> _Directions_
Would you copy all lines in the data that contain the word "dangling"?

Records drawn from a dataset
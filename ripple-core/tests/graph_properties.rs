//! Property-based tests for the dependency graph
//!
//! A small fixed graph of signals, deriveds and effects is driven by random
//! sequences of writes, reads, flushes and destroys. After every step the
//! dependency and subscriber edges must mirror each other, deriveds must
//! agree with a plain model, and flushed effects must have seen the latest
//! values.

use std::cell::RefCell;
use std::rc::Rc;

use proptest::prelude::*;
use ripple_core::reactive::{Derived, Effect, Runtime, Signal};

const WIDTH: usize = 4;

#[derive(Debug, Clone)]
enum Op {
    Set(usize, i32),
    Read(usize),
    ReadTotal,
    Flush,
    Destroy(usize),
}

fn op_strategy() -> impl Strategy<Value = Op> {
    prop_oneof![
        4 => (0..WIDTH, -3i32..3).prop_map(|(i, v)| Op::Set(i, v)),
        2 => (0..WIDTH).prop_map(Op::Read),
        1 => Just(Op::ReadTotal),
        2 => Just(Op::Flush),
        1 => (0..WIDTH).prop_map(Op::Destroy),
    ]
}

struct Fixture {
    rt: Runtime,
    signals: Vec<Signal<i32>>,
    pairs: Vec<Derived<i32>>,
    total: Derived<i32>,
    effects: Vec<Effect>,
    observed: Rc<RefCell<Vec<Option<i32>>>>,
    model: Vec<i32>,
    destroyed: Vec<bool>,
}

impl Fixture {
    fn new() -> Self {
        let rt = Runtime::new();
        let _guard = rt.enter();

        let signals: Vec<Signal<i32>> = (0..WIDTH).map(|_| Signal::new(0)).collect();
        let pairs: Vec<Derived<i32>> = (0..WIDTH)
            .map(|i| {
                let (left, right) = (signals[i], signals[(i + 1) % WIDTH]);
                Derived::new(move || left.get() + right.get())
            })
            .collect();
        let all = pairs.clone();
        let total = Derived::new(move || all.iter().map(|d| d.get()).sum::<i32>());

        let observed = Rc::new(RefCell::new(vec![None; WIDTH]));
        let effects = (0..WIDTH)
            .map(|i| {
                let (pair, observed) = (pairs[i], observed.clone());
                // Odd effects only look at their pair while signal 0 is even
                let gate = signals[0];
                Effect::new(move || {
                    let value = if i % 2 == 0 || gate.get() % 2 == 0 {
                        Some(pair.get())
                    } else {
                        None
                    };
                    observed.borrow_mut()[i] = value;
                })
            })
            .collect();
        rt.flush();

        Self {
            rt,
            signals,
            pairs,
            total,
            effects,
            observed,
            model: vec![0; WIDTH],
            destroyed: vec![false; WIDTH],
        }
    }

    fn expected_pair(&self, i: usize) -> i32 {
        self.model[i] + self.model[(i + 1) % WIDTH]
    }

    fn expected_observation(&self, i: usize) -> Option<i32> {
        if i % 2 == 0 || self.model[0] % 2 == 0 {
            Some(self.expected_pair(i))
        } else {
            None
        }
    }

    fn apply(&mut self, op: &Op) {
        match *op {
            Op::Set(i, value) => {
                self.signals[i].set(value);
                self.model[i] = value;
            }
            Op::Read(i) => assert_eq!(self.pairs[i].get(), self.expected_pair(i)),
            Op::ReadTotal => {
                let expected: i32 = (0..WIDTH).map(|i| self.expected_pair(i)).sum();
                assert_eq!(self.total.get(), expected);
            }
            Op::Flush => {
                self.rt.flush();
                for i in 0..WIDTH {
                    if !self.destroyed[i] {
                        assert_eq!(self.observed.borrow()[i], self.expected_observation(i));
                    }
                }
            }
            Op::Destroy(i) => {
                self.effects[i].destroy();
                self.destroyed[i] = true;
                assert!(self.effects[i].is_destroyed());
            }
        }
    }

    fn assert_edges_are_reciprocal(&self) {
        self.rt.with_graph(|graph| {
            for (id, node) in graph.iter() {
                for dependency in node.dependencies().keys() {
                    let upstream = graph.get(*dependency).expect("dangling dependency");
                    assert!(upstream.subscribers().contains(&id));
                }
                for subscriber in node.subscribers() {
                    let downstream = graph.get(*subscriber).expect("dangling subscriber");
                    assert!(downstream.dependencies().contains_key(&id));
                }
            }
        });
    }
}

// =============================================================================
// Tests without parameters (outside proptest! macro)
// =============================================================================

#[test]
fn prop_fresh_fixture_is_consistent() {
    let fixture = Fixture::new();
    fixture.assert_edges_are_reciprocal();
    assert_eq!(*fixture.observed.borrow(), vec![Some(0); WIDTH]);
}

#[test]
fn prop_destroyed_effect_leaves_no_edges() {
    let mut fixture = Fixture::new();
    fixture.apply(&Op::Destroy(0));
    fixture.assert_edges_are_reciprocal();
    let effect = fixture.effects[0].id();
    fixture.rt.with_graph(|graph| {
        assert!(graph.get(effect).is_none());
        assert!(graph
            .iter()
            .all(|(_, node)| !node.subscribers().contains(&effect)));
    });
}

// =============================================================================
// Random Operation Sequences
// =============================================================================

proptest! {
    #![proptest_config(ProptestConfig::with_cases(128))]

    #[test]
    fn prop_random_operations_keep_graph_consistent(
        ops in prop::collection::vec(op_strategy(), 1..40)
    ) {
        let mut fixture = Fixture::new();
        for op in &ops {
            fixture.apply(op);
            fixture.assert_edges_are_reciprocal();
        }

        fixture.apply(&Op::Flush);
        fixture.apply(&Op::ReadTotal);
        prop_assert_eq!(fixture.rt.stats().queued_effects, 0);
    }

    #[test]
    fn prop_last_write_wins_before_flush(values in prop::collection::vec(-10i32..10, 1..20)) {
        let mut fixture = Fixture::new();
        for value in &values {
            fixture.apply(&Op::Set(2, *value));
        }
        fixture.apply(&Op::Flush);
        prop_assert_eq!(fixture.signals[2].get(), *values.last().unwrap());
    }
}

--

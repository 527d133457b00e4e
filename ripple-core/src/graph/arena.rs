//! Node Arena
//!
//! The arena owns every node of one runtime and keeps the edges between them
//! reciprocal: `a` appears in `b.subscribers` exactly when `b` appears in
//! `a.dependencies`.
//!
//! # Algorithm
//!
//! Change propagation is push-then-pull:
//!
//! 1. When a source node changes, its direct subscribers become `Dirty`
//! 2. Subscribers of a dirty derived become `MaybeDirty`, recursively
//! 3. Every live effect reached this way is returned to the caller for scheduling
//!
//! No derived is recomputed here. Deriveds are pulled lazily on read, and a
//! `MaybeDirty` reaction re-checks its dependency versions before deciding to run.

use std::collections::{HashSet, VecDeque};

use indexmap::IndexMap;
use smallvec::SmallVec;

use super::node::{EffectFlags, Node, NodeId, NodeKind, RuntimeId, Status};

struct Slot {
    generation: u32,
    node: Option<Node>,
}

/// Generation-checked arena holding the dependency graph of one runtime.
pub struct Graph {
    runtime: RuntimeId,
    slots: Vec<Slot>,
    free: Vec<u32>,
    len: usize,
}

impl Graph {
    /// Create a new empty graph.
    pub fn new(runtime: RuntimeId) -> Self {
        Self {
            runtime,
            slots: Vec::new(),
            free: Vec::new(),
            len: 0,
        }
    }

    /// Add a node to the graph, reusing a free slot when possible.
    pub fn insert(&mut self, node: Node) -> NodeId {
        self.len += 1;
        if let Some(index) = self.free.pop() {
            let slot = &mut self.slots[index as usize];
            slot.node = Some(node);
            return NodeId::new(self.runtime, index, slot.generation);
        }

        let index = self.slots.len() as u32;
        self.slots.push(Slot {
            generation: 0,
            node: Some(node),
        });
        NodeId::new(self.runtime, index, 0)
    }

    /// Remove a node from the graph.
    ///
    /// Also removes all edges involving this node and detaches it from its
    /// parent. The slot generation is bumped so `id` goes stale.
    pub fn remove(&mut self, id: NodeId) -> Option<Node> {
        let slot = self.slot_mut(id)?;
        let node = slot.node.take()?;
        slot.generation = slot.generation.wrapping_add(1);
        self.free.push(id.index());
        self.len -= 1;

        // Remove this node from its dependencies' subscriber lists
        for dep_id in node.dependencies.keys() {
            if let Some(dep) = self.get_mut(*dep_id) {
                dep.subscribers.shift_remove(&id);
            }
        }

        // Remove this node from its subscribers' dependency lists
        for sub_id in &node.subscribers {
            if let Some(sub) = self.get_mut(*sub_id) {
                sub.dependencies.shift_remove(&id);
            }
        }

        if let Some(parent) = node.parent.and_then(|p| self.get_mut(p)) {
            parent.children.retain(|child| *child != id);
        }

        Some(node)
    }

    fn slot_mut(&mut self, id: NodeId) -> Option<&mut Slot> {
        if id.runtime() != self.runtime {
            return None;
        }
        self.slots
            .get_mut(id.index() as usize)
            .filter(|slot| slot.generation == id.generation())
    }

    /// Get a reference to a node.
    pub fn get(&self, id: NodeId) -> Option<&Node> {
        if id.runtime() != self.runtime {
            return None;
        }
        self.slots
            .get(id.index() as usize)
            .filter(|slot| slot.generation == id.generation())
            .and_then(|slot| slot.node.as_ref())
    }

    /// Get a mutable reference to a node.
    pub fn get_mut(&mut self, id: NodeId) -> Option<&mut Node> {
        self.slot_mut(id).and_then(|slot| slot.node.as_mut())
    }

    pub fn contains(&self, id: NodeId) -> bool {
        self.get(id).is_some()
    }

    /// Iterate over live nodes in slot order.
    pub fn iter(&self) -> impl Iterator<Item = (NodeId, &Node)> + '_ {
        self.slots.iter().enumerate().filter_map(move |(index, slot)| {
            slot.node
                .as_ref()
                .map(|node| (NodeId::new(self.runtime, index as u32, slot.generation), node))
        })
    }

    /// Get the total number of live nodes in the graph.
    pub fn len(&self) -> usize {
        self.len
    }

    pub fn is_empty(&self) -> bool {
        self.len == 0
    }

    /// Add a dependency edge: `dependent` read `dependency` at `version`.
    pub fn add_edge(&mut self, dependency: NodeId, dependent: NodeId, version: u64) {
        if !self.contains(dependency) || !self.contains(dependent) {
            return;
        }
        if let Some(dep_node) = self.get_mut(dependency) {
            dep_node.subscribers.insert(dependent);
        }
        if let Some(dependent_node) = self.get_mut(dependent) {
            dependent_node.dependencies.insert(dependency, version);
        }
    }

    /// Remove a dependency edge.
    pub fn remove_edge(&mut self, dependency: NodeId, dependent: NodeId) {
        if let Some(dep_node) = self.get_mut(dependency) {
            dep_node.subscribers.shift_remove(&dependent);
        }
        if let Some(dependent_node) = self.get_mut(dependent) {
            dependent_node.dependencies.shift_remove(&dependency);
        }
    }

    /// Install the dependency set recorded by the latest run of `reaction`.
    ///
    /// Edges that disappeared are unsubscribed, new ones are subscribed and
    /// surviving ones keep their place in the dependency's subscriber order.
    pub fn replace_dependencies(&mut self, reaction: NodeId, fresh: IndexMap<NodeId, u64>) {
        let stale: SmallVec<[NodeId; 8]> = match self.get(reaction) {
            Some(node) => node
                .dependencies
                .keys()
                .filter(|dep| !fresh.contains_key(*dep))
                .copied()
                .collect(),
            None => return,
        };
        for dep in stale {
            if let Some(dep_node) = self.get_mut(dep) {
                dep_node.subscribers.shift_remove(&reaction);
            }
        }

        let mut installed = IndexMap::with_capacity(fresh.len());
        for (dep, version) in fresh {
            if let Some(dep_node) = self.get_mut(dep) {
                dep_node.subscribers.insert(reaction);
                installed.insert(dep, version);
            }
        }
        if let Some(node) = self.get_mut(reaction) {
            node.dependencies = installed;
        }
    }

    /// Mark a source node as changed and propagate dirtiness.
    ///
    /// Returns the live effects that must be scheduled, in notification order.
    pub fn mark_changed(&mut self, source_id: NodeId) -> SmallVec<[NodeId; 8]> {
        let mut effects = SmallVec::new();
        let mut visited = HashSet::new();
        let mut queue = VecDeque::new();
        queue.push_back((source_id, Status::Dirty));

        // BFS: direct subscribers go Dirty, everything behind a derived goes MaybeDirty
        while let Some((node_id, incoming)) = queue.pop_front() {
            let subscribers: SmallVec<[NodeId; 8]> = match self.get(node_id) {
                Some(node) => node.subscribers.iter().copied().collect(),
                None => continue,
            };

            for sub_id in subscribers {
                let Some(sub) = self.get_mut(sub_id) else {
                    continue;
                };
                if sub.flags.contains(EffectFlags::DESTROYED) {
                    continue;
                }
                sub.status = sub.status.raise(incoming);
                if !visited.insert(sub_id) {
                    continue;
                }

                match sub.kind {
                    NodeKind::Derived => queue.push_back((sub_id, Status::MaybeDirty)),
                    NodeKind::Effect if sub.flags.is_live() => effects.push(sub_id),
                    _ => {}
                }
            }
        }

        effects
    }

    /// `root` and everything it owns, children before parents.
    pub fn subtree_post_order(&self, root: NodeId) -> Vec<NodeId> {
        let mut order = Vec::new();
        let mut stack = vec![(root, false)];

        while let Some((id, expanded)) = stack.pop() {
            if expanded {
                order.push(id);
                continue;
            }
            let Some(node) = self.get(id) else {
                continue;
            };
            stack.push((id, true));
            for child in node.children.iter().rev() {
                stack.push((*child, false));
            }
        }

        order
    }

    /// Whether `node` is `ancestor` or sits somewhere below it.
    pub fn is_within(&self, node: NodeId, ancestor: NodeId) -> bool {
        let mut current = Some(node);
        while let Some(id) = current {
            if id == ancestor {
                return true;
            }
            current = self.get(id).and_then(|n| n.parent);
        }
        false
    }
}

==

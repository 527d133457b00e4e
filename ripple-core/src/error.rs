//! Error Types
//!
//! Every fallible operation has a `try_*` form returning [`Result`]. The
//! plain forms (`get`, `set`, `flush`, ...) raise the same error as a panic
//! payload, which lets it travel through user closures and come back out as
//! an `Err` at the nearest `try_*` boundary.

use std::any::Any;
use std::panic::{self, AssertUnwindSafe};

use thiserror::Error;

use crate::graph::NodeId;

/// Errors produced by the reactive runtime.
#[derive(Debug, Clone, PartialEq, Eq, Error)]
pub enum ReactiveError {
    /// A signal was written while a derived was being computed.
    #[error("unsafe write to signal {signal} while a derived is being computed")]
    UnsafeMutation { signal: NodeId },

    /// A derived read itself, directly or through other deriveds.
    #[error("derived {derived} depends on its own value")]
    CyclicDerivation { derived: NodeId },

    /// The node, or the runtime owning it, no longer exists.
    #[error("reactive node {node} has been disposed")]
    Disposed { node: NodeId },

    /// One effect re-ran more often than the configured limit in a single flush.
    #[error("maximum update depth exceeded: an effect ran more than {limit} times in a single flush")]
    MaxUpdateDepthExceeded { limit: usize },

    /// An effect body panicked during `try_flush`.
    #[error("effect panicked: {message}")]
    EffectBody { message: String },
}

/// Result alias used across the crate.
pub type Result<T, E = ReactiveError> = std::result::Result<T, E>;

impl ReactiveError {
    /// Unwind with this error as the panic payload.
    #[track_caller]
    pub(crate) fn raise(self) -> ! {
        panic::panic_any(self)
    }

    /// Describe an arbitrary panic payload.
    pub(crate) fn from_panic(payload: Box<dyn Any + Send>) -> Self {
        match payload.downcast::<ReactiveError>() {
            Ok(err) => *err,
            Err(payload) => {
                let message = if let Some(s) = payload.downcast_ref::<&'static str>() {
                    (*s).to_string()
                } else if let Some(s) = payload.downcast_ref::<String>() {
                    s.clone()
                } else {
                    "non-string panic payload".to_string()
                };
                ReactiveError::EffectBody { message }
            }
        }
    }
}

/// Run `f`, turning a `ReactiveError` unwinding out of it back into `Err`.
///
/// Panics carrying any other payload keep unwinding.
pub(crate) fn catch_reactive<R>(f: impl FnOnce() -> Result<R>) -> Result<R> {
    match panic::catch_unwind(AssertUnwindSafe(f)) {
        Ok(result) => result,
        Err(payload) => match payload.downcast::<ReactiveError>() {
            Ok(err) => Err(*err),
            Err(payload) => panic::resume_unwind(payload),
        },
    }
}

> _Task output_
                    let upstream = graph.get(*dependency).expect("dangling dependency");
                    let downstream = graph.get(*subscriber).expect("dangling subscriber");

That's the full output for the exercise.